Synopsis: He was born an outsider, like the rest of his family. Poor yet resilient, he lives in the shadows with his Aunt Libby and Uncle Darren, folk who stubbornly make their way in a society that does not understand or want them. They are mongrels, mixedblood, neither this nor that. The boy at the center of Mongrels must decide if he belongs on the road with his aunt and uncle, or if he fits with the people on the other side of the tracks.
For ten years, he and his family have lived a life of late-night exits and close calls—always on the move across the South to stay one step ahead of the law. But the time is drawing near when Darren and Libby will know if their nephew is like them or not. And the close calls they’ve been running from for so long are catching up fast, now. Everything is about to change.
“Werewolves, we’re tough, yeah, we’re made for fighting, made for hunting, can kill all night long and then some. But cars, cars are four thousand pounds of jagged metal, and, pushing a hundred miles per hour now, the world a blur of regret–there’s only one result, really.
And, if a bad-luck cop sees you slide past the billboard he’s hiding behind, well, then it’s on, right? If he stops you, you’re going to chew through him in two bites, which, instead of making the problem go away, will just multiply it, on the radio.
So you run.
It’s the main thing werewolves are made for. It’s what we do best of all.”
Last year I read my first Stephen Graham Jones book, Mapping the Interior. After just that initial experience, I knew his writing style was one that I was absolutely smitten with.
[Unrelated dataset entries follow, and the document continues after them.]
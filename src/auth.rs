//! Parsers for the credential material carried by AWS SigV2 requests.
//!
//! Each SigV2 form puts the access key and signature somewhere different: the `Authorization`
//! header, the `AWSAccessKeyId`/`Signature`/`Expires` query parameters, or the fields of a
//! browser upload form. The types here extract them without consulting any credential.
//!
//! **Stability of this module is not guaranteed except for items exposed at the crate root**.
//! The functions and types are subject to change in minor/patch versions. This is exposed for
//! testing purposes only.

use {
    crate::{constants::*, SigV2Request, SignatureError},
    log::trace,
    qualifier_attr::qualifiers,
    std::collections::HashMap,
};

/// The fields of an `Authorization: AWS <AccessKeyId>:<Signature>` header.
#[cfg_attr(any(doc, feature = "unstable"), qualifiers(pub))]
#[cfg_attr(not(any(doc, feature = "unstable")), qualifiers(pub(crate)))]
#[derive(Clone, Debug, Eq, PartialEq)]
struct AuthorizationV2 {
    access_key: String,
    signature: String,
}

impl AuthorizationV2 {
    /// Parse an `Authorization` header value.
    ///
    /// The algorithm token (everything before the first space) must be `AWS`. The remainder must
    /// be a single space-free `AccessKeyId:Signature` token; it is split at the last colon, and
    /// neither side may be empty.
    #[cfg_attr(any(doc, feature = "unstable"), qualifiers(pub))]
    #[cfg_attr(not(any(doc, feature = "unstable")), qualifiers(pub(crate)))]
    fn parse(header: &str) -> Result<Self, SignatureError> {
        if header.is_empty() {
            return Err(SignatureError::AuthHeaderEmpty);
        }

        let (algorithm, credential) = match header.split_once(' ') {
            Some((algorithm, credential)) => (algorithm, Some(credential)),
            None => (header, None),
        };

        if algorithm != AWS_SIGV2_ALGORITHM {
            trace!("Unsupported authorization algorithm: {:?}", algorithm);
            return Err(SignatureError::SignatureVersionNotSupported);
        }

        let credential = match credential {
            Some(c) if !c.is_empty() && !c.contains(' ') => c,
            _ => return Err(SignatureError::MissingFields),
        };

        match credential.rsplit_once(':') {
            Some((access_key, signature)) if !access_key.is_empty() && !signature.is_empty() => Ok(Self {
                access_key: access_key.to_string(),
                signature: signature.to_string(),
            }),
            _ => Err(SignatureError::MissingFields),
        }
    }

    /// The access key named by the header.
    #[cfg_attr(any(doc, feature = "unstable"), qualifiers(pub))]
    #[cfg_attr(not(any(doc, feature = "unstable")), qualifiers(pub(crate)))]
    #[inline(always)]
    fn access_key(&self) -> &str {
        &self.access_key
    }

    /// The signature supplied by the client.
    #[cfg_attr(any(doc, feature = "unstable"), qualifiers(pub))]
    #[cfg_attr(not(any(doc, feature = "unstable")), qualifiers(pub(crate)))]
    #[inline(always)]
    fn signature(&self) -> &str {
        &self.signature
    }
}

/// The query parameters of a presigned URL.
#[cfg_attr(any(doc, feature = "unstable"), qualifiers(pub))]
#[cfg_attr(not(any(doc, feature = "unstable")), qualifiers(pub(crate)))]
#[derive(Clone, Debug, Eq, PartialEq)]
struct PresignParams {
    access_key: String,
    signature: String,

    /// Unparsed; validated only after the access key has been looked up.
    expires: String,
}

impl PresignParams {
    /// Extract `AWSAccessKeyId`, `Signature`, and `Expires` from the query string of `request`.
    #[cfg_attr(any(doc, feature = "unstable"), qualifiers(pub))]
    #[cfg_attr(not(any(doc, feature = "unstable")), qualifiers(pub(crate)))]
    fn from_request(request: &SigV2Request) -> Result<Self, SignatureError> {
        let access_key = request.query_parameter(QP_AWS_ACCESS_KEY_ID);
        let signature = request.query_parameter(QP_SIGNATURE);
        let expires = request.query_parameter(QP_EXPIRES);

        match (access_key, signature, expires) {
            (Some(access_key), Some(signature), Some(expires)) if !access_key.is_empty() => Ok(Self {
                access_key: access_key.to_string(),
                signature: signature.to_string(),
                expires: expires.to_string(),
            }),
            _ => Err(SignatureError::InvalidQueryParams),
        }
    }

    /// The `AWSAccessKeyId` parameter.
    #[cfg_attr(any(doc, feature = "unstable"), qualifiers(pub))]
    #[cfg_attr(not(any(doc, feature = "unstable")), qualifiers(pub(crate)))]
    #[inline(always)]
    fn access_key(&self) -> &str {
        &self.access_key
    }

    /// The `Signature` parameter.
    #[cfg_attr(any(doc, feature = "unstable"), qualifiers(pub))]
    #[cfg_attr(not(any(doc, feature = "unstable")), qualifiers(pub(crate)))]
    #[inline(always)]
    fn signature(&self) -> &str {
        &self.signature
    }

    /// Parse `Expires` as seconds since the Unix epoch.
    #[cfg_attr(any(doc, feature = "unstable"), qualifiers(pub))]
    #[cfg_attr(not(any(doc, feature = "unstable")), qualifiers(pub(crate)))]
    fn expires(&self) -> Result<i64, SignatureError> {
        self.expires.parse::<i64>().map_err(|_| SignatureError::MalformedExpires)
    }
}

/// The signed fields of a POST policy upload form.
#[derive(Clone, Debug, Default, Eq, PartialEq)]
pub struct PostPolicyFields {
    access_key: String,
    signature: String,
    policy: String,
}

impl PostPolicyFields {
    /// Create a `PostPolicyFields` from its parts. `policy` is the raw (base64) policy document.
    pub fn new(access_key: impl Into<String>, signature: impl Into<String>, policy: impl Into<String>) -> Self {
        Self {
            access_key: access_key.into(),
            signature: signature.into(),
            policy: policy.into(),
        }
    }

    /// Extract `AWSAccessKeyId`, `Signature`, and `Policy` from decoded form fields. Field names
    /// are matched case-insensitively; absent fields are treated as empty.
    ///
    /// If a field appears under more than one spelling, the spelling that sorts first wins (so
    /// `AWSAccessKeyId` beats `awsaccesskeyid`).
    pub fn from_form(form: &HashMap<String, String>) -> Self {
        let mut names: Vec<&String> = form.keys().collect();
        names.sort_unstable_by(|a, b| b.cmp(a));

        // Reverse order, so the first spelling is assigned last.
        let mut result = Self::default();
        for name in names {
            let value = &form[name];
            let name = name.to_lowercase();
            match name.as_str() {
                FORM_AWS_ACCESS_KEY_ID => result.access_key = value.clone(),
                FORM_SIGNATURE => result.signature = value.clone(),
                FORM_POLICY => result.policy = value.clone(),
                _ => (),
            }
        }
        result
    }

    /// The access key of the uploader.
    #[inline]
    pub fn access_key(&self) -> &str {
        &self.access_key
    }

    /// The signature of the policy.
    #[inline]
    pub fn signature(&self) -> &str {
        &self.signature
    }

    /// The raw policy document.
    #[inline]
    pub fn policy(&self) -> &str {
        &self.policy
    }
}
That I most certainly needed to get my hands on more of his work, because goddamn. What a brilliant storyteller! After having read Mongrels, I can say with 100% certainty – SGJ is a new favorite of mine!
The story follows an unnamed narrator & his dysfunctional family. His grandpa, aunt Libby & uncle Darren are left to raise him after his mother dies during childbirth. Terribly tragic, yes, but unfortunately not unheard of. Especially when you are born into a family of werewolves.
After his grandfather dies, the three are left to fend for themselves. They move every few months, travelling from town to town in the American South, roaming in secluded areas, working whatever jobs they can, never allowing themselves to get too comfortable in any one place. After all, werewolves tend to attract trouble.
Always on the run, the young narrator anticipates his transformation. Unlike many others in his position, he is excited to “wolf out”. He longs to join the clan, to feel like he fits in. With his upcoming 16th birthday, the timeline for whether or not he has the genes to transform is quickly approaching.
“I turned back to the fire and held my palms out, waiting for the heat, and I remembered what I saw on a nature show once: that dogs’ eyes can water, sure, but they can’t cry. They’re not built for it.
Neither are werewolves.”
There are certain gems that find you at exactly the right time. This book? Oof. It touched me more than I could ever expect. It was similar to The Girl With All the Gifts for me, in that regard. The kind of books that reinvent the mythology surrounding creatures that aren’t quite human, blending modern ideas with older lore. They are also two books that just came out of nowhere & blindsided me, becoming instant favorites! Mongrels is, without a doubt, the best werewolf book that I’ve ever read!
It’s brimming with darkness – visceral, graphic violence; immense beauty – the genuine, raw love within this family; and a healthy dose of humor – scat collectors, french fries, deadly pantyhose, masking canine breath with mints.. among other things! At it’s core, this is a beautiful coming-of-age story not unlike Boy’s Life. But with werewolves!
When I wasn’t reading, I couldn’t stop thinking about Mongrels. It’s gloriously addictive, clever, poignant & compassionate. It stuck its claws in, knocked me fucking sideways & completely destroyed me. Over & over again.